The pathway begins on the park access road just beyond the parking area, where a sign points to “Glen Rock/Fair Lawn/Dunkerhook.” Follow the paved path under East Ridgewood Avenue and continue south along the Saddle River. At first, an office building and several homes directly abut the pathway on the right, but after half a mile, the corridor widens to include parkland to the west.
At 0.8 mile, the trail reaches Grove Street and bears left to parallel it. Then, in another 0.2 mile, it passes beneath the overpass carrying Grove Street and continues south, with the river on the left and Ridgewood’s Grove Park on the right. Homes can be seen through the trees on the opposite side of the river, but the trail soon begins to traverse a more pristine section, with parkland on both sides.
The trail crosses a bridge over a tributary stream at 1.6 miles and reaches a T-intersection. Here, you should turn left, following the sign to “Dunkerhook/Fair Lawn.” After passing a small dam in the Saddle River, the trail turns left and crosses a bridge over the river. At the next T-intersection, turn right onto a road open to vehicular traffic (it is the exit from a parking area), following the sign for “Saddle Brook/Rochelle Park.”
Proceed ahead on this road, which curves to the left and parallels the river. At a “stop” sign, again bear right to continue along the river. The site of the former Dunkerhook Road bridge is passed at 2.3 miles, after which the trail bears right and crosses the Saddle River on a newer bridge.
On the other side of the bridge, you’ll reach a T-intersection. Here, you should turn left, following the sign for “Saddle Brook/Rochelle Park,” and pass through an open grassy area, with tennis courts on the right.
At 2.8 miles, the trail goes under the Century Road bridge. Just beyond, turn left, following the sign for “Saddle Brook.” The trail now runs close to houses on the right (a path which leads to the right provides access for local residents, but you should continue ahead along the river), then traverses a more pristine area.
After passing through an open area with grassy expanses, the trail turns left at 3.6 miles, once more crosses to the east bank of the Saddle River, and begins to parallel Paramus Road, with a Greek Orthodox Church on the left. At 3.9 miles, a path leading to Paramus Road joins from the left, but you should bear right, proceeding under the Route 4 bridge on a walkway built over the river.

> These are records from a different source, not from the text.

mod key;
mod ordered;

use std::fmt;

pub use key::PhasePairKey;
pub use ordered::OrderedPhasePair;

use crate::{
    error::EvaluationError,
    field::{ScalarField, mag},
    mesh::Mesh,
    phase::{Phase, PhaseSet},
};

/// Two distinct phases bound together with the mesh they live on.
///
/// `phase1` is whichever phase was defined first in the [`PhaseSet`], so the
/// orientation of a pair never depends on how its key was spelled.
#[derive(Clone, Copy)]
pub struct PhasePair<'a> {
    phase1: &'a Phase,
    phase2: &'a Phase,
    mesh: &'a dyn Mesh,
    gravity: [f64; 3],
    surface_tension: Option<f64>,
}

impl<'a> PhasePair<'a> {
    /// Binds the phases named by `key`, ignoring any ordering it carries.
    ///
    /// Gravity defaults to zero and surface tension to none.
    ///
    /// # Errors
    ///
    /// Returns [`EvaluationError::UnknownPhase`] if either phase is not in `phases`.
    pub fn new(
        phases: &'a PhaseSet,
        key: &PhasePairKey,
        mesh: &'a dyn Mesh,
    ) -> Result<Self, EvaluationError> {
        let a = phases.get(key.first())?;
        let b = phases.get(key.second())?;
        let (phase1, phase2) = if a.index() < b.index() { (a, b) } else { (b, a) };

        Ok(Self {
            phase1,
            phase2,
            mesh,
            gravity: [0.0; 3],
            surface_tension: None,
        })
    }

    #[must_use]
    pub fn with_gravity(self, gravity: [f64; 3]) -> Self {
        Self { gravity, ..self }
    }

    #[must_use]
    pub fn with_surface_tension(self, surface_tension: Option<f64>) -> Self {
        Self {
            surface_tension,
            ..self
        }
    }

    /// Returns the unordered key of this pair.
    #[must_use]
    pub fn key(&self) -> PhasePairKey {
        PhasePairKey::from_distinct(self.phase1.name().to_owned(), self.phase2.name().to_owned())
    }

    #[must_use]
    pub fn phase1(&self) -> &'a Phase {
        self.phase1
    }

    #[must_use]
    pub fn phase2(&self) -> &'a Phase {
        self.phase2
    }

    #[must_use]
    pub fn mesh(&self) -> &'a dyn Mesh {
        self.mesh
    }

    /// Volume-fraction-weighted density `α1 ρ1 + α2 ρ2`.
    #[must_use]
    pub fn mixture_density(&self) -> ScalarField {
        self.phase1.alpha() * self.phase1.density() + self.phase2.alpha() * self.phase2.density()
    }

    /// Magnitude of the relative velocity, `|U1 − U2|`.
    #[must_use]
    pub fn mag_ur(&self) -> ScalarField {
        mag(&(self.phase1.velocity() - self.phase2.velocity()))
    }

    /// Phase 1 dispersed in phase 2.
    #[must_use]
    pub fn one_in_two(&self) -> OrderedPhasePair<'a> {
        self.ordered(self.phase1, self.phase2)
    }

    /// Phase 2 dispersed in phase 1.
    #[must_use]
    pub fn two_in_one(&self) -> OrderedPhasePair<'a> {
        self.ordered(self.phase2, self.phase1)
    }

    fn ordered(&self, dispersed: &'a Phase, continuous: &'a Phase) -> OrderedPhasePair<'a> {
        OrderedPhasePair {
            dispersed,
            continuous,
            mesh: self.mesh,
            gravity: self.gravity,
            surface_tension: self.surface_tension,
        }
    }
}

impl fmt::Debug for PhasePair<'_> {
    fn fmt(&self, f: &mut fmt::Formatter<'_>) -> fmt::Result {
        f.debug_struct("PhasePair")
            .field("phase1", &self.phase1.name())
            .field("phase2", &self.phase2.name())
            .field("gravity", &self.gravity)
            .field("surface_tension", &self.surface_tension)
            .finish_non_exhaustive()
    }
}

#[cfg(test)]
mod tests {
    use super::*;

    use std::error::Error;

    use approx::assert_relative_eq;
    use ndarray::array;
    use uom::si::{
        dynamic_viscosity::pascal_second,
        f64::{DynamicViscosity, Length, MassDensity},
        length::millimeter,
        mass_density::kilogram_per_cubic_meter,
    };

    use crate::{mesh::LineMesh, phase::PhaseProperties};

    fn air_water() -> Result<PhaseSet, Box<dyn Error>> {
        let mut phases = PhaseSet::new(2);
        phases.insert(
            "water",
            PhaseProperties::new(
                MassDensity::new::<kilogram_per_cubic_meter>(1000.0),
                DynamicViscosity::new::<pascal_second>(1e-3),
            ),
        )?;
        phases.insert(
            "air",
            PhaseProperties::new(
                MassDensity::new::<kilogram_per_cubic_meter>(1.0),
                DynamicViscosity::new::<pascal_second>(1.8e-5),
            )
            .with_diameter(Length::new::<millimeter>(2.0)),
        )?;

        let air = phases.get_mut("air")?;
        air.set_alpha(array![0.2, 0.4])?;
        air.set_velocity(array![[0.0, 0.1, 0.0], [0.0, 0.2, 0.0]])?;
        phases.get_mut("water")?.set_alpha(array![0.8, 0.6])?;

        Ok(phases)
    }

    #[test]
    fn orientation_follows_definition_order() -> Result<(), Box<dyn Error>> {
        let phases = air_water()?;
        let mesh = LineMesh::new(2, 1.0, 1.0)?;

        for spelling in ["air and water", "water and air", "air in water", "water in air"] {
            let pair = PhasePair::new(&phases, &spelling.parse::<PhasePairKey>()?, &mesh)?;
            assert_eq!(pair.phase1().name(), "water");
            assert_eq!(pair.phase2().name(), "air");
            assert_eq!(pair.key(), PhasePairKey::new("air", "water")?);
        }

        Ok(())
    }

    #[test]
    fn derived_quantities() -> Result<(), Box<dyn Error>> {
        let phases = air_water()?;
        let mesh = LineMesh::new(2, 1.0, 1.0)?;
        let pair = PhasePair::new(&phases, &PhasePairKey::new("air", "water")?, &mesh)?
            .with_gravity([0.0, -9.81, 0.0])
            .with_surface_tension(Some(0.07));

        let mixture = pair.mixture_density();
        assert_relative_eq!(mixture[0], 0.8 * 1000.0 + 0.2);
        assert_relative_eq!(pair.mag_ur()[1], 0.2);

        let bubbles = pair.two_in_one();
        assert_eq!(bubbles.dispersed().name(), "air");
        assert_eq!(bubbles.key(), PhasePairKey::ordered("air", "water")?);
        assert_eq!(bubbles.ur()[[0, 1]], 0.1);

        // Re = |Ur| d / ν_water
        let re = bubbles.re()?;
        assert_relative_eq!(re[0], 0.1 * 2e-3 / 1e-6, max_relative = 1e-12);

        let eo = bubbles.eo()?;
        assert_relative_eq!(eo, 9.81 * 999.0 * 4e-6 / 0.07, max_relative = 1e-12);

        let d_h = 2e-3 * (1.0 + 0.163 * eo.powf(0.757)).cbrt();
        assert_relative_eq!(bubbles.eo_h()?, 9.81 * 999.0 * d_h * d_h / 0.07, max_relative = 1e-12);

        Ok(())
    }

    #[test]
    fn missing_inputs_are_reported() -> Result<(), Box<dyn Error>> {
        let phases = air_water()?;
        let mesh = LineMesh::new(2, 1.0, 1.0)?;
        let pair = PhasePair::new(&phases, &PhasePairKey::new("air", "water")?, &mesh)?;

        assert_eq!(
            pair.one_in_two().re().err(),
            Some(EvaluationError::MissingDiameter("water".into()))
        );
        assert_eq!(
            pair.two_in_one().eo(),
            Err(EvaluationError::MissingSurfaceTension("air and water".into()))
        );

        let unknown = PhasePairKey::new("air", "oil")?;
        assert_eq!(
            PhasePair::new(&phases, &unknown, &mesh).err(),
            Some(EvaluationError::UnknownPhase("oil".into()))
        );

        Ok(())
    }

    #[test]
    fn bounded_alpha_respects_residual() -> Result<(), Box<dyn Error>> {
        let mut phases = air_water()?;
        phases.get_mut("air")?.set_alpha(array![0.0, 0.5])?;
        let mesh = LineMesh::new(2, 1.0, 1.0)?;
        let pair = PhasePair::new(&phases, &PhasePairKey::new("air", "water")?, &mesh)?;

        let alpha = pair.two_in_one().bounded_dispersed_alpha();
        assert_eq!(alpha, array![1e-6, 0.5]);

        Ok(())
    }
}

Just beyond, at 4.0 miles, the path ahead leads to the historic Easton Tower, built In 1899 on the site of a former gristmill. You should turn right, cross a bridge over the river, and reach the intersection of Saddle River Road and Red Mill Road. Here, you turn left, proceed under the Red Mill Road bridge on a walkway built over the river, then bear left to continue along the river.
After approaching Saddle River Road, the trail passes behind homes and reaches several ballfields. At 4.5 miles, it goes by a parking area (for the park and ballfields), crosses its entrance road, then briefly parallels the road. Soon, another path leaves to the right, but you should continue ahead, following the sign for “Rochelle Park,” and pass a playground on the right.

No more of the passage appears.